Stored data
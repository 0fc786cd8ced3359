//! Generate step - asks the backend for the raw video of one prompt.

use std::fs;

use crate::media::detect_properties;
use crate::orchestrator::errors::{StepError, StepResult};
use crate::orchestrator::step::PipelineStep;
use crate::orchestrator::types::{Context, GenerateOutput, PromptState, StepOutcome};

pub struct GenerateStep;

impl GenerateStep {
    pub fn new() -> Self {
        Self
    }
}

impl Default for GenerateStep {
    fn default() -> Self {
        Self::new()
    }
}

impl PipelineStep for GenerateStep {
    fn name(&self) -> &str {
        "Generate"
    }

    fn description(&self) -> &str {
        "Generate raw video from prompt and skeleton"
    }

    fn validate_input(&self, ctx: &Context) -> StepResult<()> {
        if ctx.prompt.text.trim().is_empty() {
            return Err(StepError::invalid_input("Prompt is empty"));
        }
        if !ctx.resources.skeleton_path.is_file() {
            return Err(StepError::file_not_found(
                ctx.resources.skeleton_path.display().to_string(),
            ));
        }
        Ok(())
    }

    fn execute(&self, ctx: &Context, state: &mut PromptState) -> StepResult<StepOutcome> {
        let backend = &ctx.resources.backend;
        let request = ctx.generation_request();

        ctx.logger.info(&format!(
            "Prompt {}: \"{}\" (seed {}, backend {})",
            ctx.prompt.index,
            ctx.prompt.text,
            request.seed,
            backend.name()
        ));

        let video = backend.generate(&request)?;
        for line in &video.log_lines {
            ctx.logger.output_line(line, false);
        }

        // Unreadable generator output fails here, before any caption file exists
        let properties = match detect_properties(&ctx.resources.tools, &video.path) {
            Ok(properties) => properties,
            Err(e) => {
                if video.path.is_file() {
                    if let Err(remove_err) = fs::remove_file(&video.path) {
                        ctx.logger.warn(&format!(
                            "Failed to remove unreadable video {}: {}",
                            video.path.display(),
                            remove_err
                        ));
                    }
                }
                return Err(e.into());
            }
        };
        let v = &ctx.config().validation_data;
        if properties.width != v.width || properties.height != v.height {
            ctx.logger.warn(&format!(
                "Generator wrote {}x{}, requested {}x{}",
                properties.width, properties.height, v.width, v.height
            ));
        }
        if properties.frame_count != u64::from(v.video_length) {
            ctx.logger.warn(&format!(
                "Generator wrote {} frames, requested {}",
                properties.frame_count, v.video_length
            ));
        }

        ctx.logger.info(&format!(
            "Raw video: {} ({}) in {:.1}s",
            video.path.display(),
            properties,
            video.elapsed.as_secs_f64()
        ));

        state.generate = Some(GenerateOutput {
            raw_path: video.path,
            backend: backend.name().to_string(),
            seed: request.seed,
            elapsed_ms: video.elapsed.as_millis() as u64,
            properties,
        });

        Ok(StepOutcome::Success)
    }

    fn validate_output(&self, _ctx: &Context, state: &PromptState) -> StepResult<()> {
        let generated = state
            .generate
            .as_ref()
            .ok_or_else(|| StepError::invalid_output("Generation results not recorded"))?;

        if !generated.raw_path.is_file() {
            return Err(StepError::invalid_output(format!(
                "Raw video not created: {}",
                generated.raw_path.display()
            )));
        }
        Ok(())
    }
}
//! Core types for the per-prompt pipeline.

use std::path::PathBuf;
use std::sync::Arc;

use serde::{Deserialize, Serialize};

use crate::checkpoint::ResumePoint;
use crate::config::RunConfig;
use crate::generation::{GenerationBackend, GenerationRequest};
use crate::layout::{OutputLayout, PromptPaths};
use crate::logging::RunLogger;
use crate::media::{CaptionStyle, MediaTools, VideoProperties};
use crate::runtime::{DeviceSpec, WeightDtype};

/// Progress callback type for reporting pipeline progress.
///
/// Arguments: (step_name, percent_complete, message)
pub type ProgressCallback = Box<dyn Fn(&str, u32, &str) + Send + Sync>;

/// Everything resolved during setup that every prompt shares.
pub struct RunResources {
    pub config: Arc<RunConfig>,
    pub layout: OutputLayout,
    /// Destination folder for this run's final videos.
    pub run_dir: PathBuf,
    pub skeleton_path: PathBuf,
    pub model_root: PathBuf,
    pub resume: Option<ResumePoint>,
    pub dtype: WeightDtype,
    pub device: DeviceSpec,
    pub tools: MediaTools,
    pub backend: Arc<dyn GenerationBackend>,
    pub caption_style: CaptionStyle,
}

/// One prompt of the batch.
#[derive(Debug, Clone, PartialEq, Eq, Serialize, Deserialize)]
pub struct PromptSpec {
    pub index: usize,
    pub text: String,
    pub seed: u64,
}

/// Read-only context passed to pipeline steps.
///
/// Mutable state goes in `PromptState`.
pub struct Context {
    pub prompt: PromptSpec,
    pub paths: PromptPaths,
    pub resources: Arc<RunResources>,
    pub logger: Arc<RunLogger>,
    progress_callback: Option<ProgressCallback>,
}

impl Context {
    pub fn new(prompt: PromptSpec, resources: Arc<RunResources>, logger: Arc<RunLogger>) -> Self {
        let paths = PromptPaths::new(
            &resources.layout.samples_dir(),
            &resources.run_dir,
            prompt.index,
            &prompt.text,
        );
        Self {
            prompt,
            paths,
            resources,
            logger,
            progress_callback: None,
        }
    }

    pub fn with_progress_callback(mut self, callback: ProgressCallback) -> Self {
        self.progress_callback = Some(callback);
        self
    }

    pub fn report_progress(&self, step_name: &str, percent: u32, message: &str) {
        if let Some(ref callback) = self.progress_callback {
            callback(step_name, percent, message);
        }
    }

    /// Short label used in errors and the summary, e.g. `00_a_dancer`.
    pub fn label(&self) -> String {
        self.paths
            .raw
            .file_stem()
            .map(|s| s.to_string_lossy().to_string())
            .unwrap_or_else(|| format!("{:02}", self.prompt.index))
    }

    pub fn config(&self) -> &RunConfig {
        &self.resources.config
    }

    /// Build the request handed to the generation backend.
    pub fn generation_request(&self) -> GenerationRequest {
        let res = &self.resources;
        GenerationRequest {
            index: self.prompt.index,
            prompt: self.prompt.text.clone(),
            seed: self.prompt.seed,
            skeleton_path: res.skeleton_path.clone(),
            output_path: self.paths.raw.clone(),
            inv_latents_dir: res.layout.inv_latents_dir(),
            validation: res.config.validation_data.clone(),
            model_root: res.model_root.clone(),
            dtype: res.dtype,
            device: res.device,
            gradient_checkpointing: res.config.gradient_checkpointing,
            checkpoint: res.resume.as_ref().map(|r| r.checkpoint_dir.clone()),
            global_step: res.resume.as_ref().map_or(0, |r| r.global_step),
        }
    }
}

/// Mutable per-prompt state filled in by the steps.
///
/// Each step writes only its own section.
#[derive(Debug, Clone, Default, Serialize, Deserialize)]
pub struct PromptState {
    pub prompt_index: usize,
    pub started_at: Option<String>,
    #[serde(skip_serializing_if = "Option::is_none")]
    pub generate: Option<GenerateOutput>,
    #[serde(skip_serializing_if = "Option::is_none")]
    pub caption: Option<CaptionOutput>,
    #[serde(skip_serializing_if = "Option::is_none")]
    pub transcode: Option<TranscodeOutput>,
}

impl PromptState {
    pub fn new(prompt_index: usize) -> Self {
        Self {
            prompt_index,
            started_at: Some(chrono::Local::now().to_rfc3339()),
            ..Default::default()
        }
    }

    /// Video the final encode reads: the captioned intermediate if any,
    /// otherwise the raw sample.
    pub fn encode_input(&self) -> Option<&PathBuf> {
        self.caption
            .as_ref()
            .map(|c| &c.captioned_path)
            .or_else(|| self.generate.as_ref().map(|g| &g.raw_path))
    }
}

/// Output from the Generate step.
#[derive(Debug, Clone, Serialize, Deserialize)]
pub struct GenerateOutput {
    pub raw_path: PathBuf,
    pub backend: String,
    pub seed: u64,
    pub elapsed_ms: u64,
    pub properties: VideoProperties,
}

/// Output from the Caption step.
#[derive(Debug, Clone, Serialize, Deserialize)]
pub struct CaptionOutput {
    /// MPEG-4 intermediate with the caption burned in.
    pub captioned_path: PathBuf,
    pub properties: VideoProperties,
    /// Whether the raw sample was deleted.
    pub raw_removed: bool,
}

/// Output from the Transcode step.
#[derive(Debug, Clone, Serialize, Deserialize)]
pub struct TranscodeOutput {
    pub final_path: PathBuf,
    pub properties: VideoProperties,
}

/// Result of executing a pipeline step.
#[derive(Debug, Clone, PartialEq, Eq)]
pub enum StepOutcome {
    /// Step completed successfully.
    Success,
    /// Step was skipped (not an error).
    Skipped(String),
}
//! Synthetic backend rendering an ffmpeg test pattern.
//!
//! Produces a clip with the requested frame size, rate and length so the
//! caption and transcode path can run without a diffusion model.

use std::ffi::OsString;
use std::fs;
use std::time::Instant;

use super::{
    BackendCapability, GeneratedVideo, GenerationBackend, GenerationError, GenerationRequest,
    GenerationResult,
};
use crate::media::MediaTools;

pub struct TestPatternBackend {
    tools: MediaTools,
    capabilities: Vec<BackendCapability>,
}

impl TestPatternBackend {
    pub fn new(tools: MediaTools) -> Self {
        Self {
            tools,
            capabilities: Vec::new(),
        }
    }

    pub fn with_capabilities(mut self, capabilities: Vec<BackendCapability>) -> Self {
        self.capabilities = capabilities;
        self
    }
}

impl GenerationBackend for TestPatternBackend {
    fn name(&self) -> &str {
        "test_pattern"
    }

    fn capabilities(&self) -> &[BackendCapability] {
        &self.capabilities
    }

    fn prepare(&self) -> GenerationResult<()> {
        if self.tools.is_available() {
            Ok(())
        } else {
            Err(GenerationError::Spawn {
                program: self.tools.ffmpeg_path().display().to_string(),
                source: std::io::Error::new(
                    std::io::ErrorKind::NotFound,
                    "ffmpeg/ffprobe not available",
                ),
            })
        }
    }

    fn generate(&self, request: &GenerationRequest) -> GenerationResult<GeneratedVideo> {
        let v = &request.validation;
        if let Some(parent) = request.output_path.parent() {
            fs::create_dir_all(parent).map_err(|e| GenerationError::Io {
                operation: "creating sample directory".to_string(),
                source: e,
            })?;
        }

        let source = format!("testsrc2=size={}x{}:rate={}", v.width, v.height, v.fps);
        let args: Vec<OsString> = vec![
            "-f".into(),
            "lavfi".into(),
            "-i".into(),
            source.into(),
            "-frames:v".into(),
            v.video_length.to_string().into(),
            "-c:v".into(),
            "mpeg4".into(),
            "-pix_fmt".into(),
            "yuv420p".into(),
            "-q:v".into(),
            "3".into(),
            request.output_path.as_os_str().to_os_string(),
        ];

        let started = Instant::now();
        self.tools.ffmpeg(args)?;

        Ok(GeneratedVideo {
            path: request.output_path.clone(),
            elapsed: started.elapsed(),
            log_lines: Vec::new(),
        })
    }
}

YOUR ASSIGNMENT: Pull out every line holding "GenerationBackend" from the records above, and copy it.

EXPECTED ANSWER:
use crate::generation::{GenerationBackend, GenerationRequest};
    pub backend: Arc<dyn GenerationBackend>,
    BackendCapability, GeneratedVideo, GenerationBackend, GenerationError, GenerationRequest,
impl GenerationBackend for TestPatternBackend {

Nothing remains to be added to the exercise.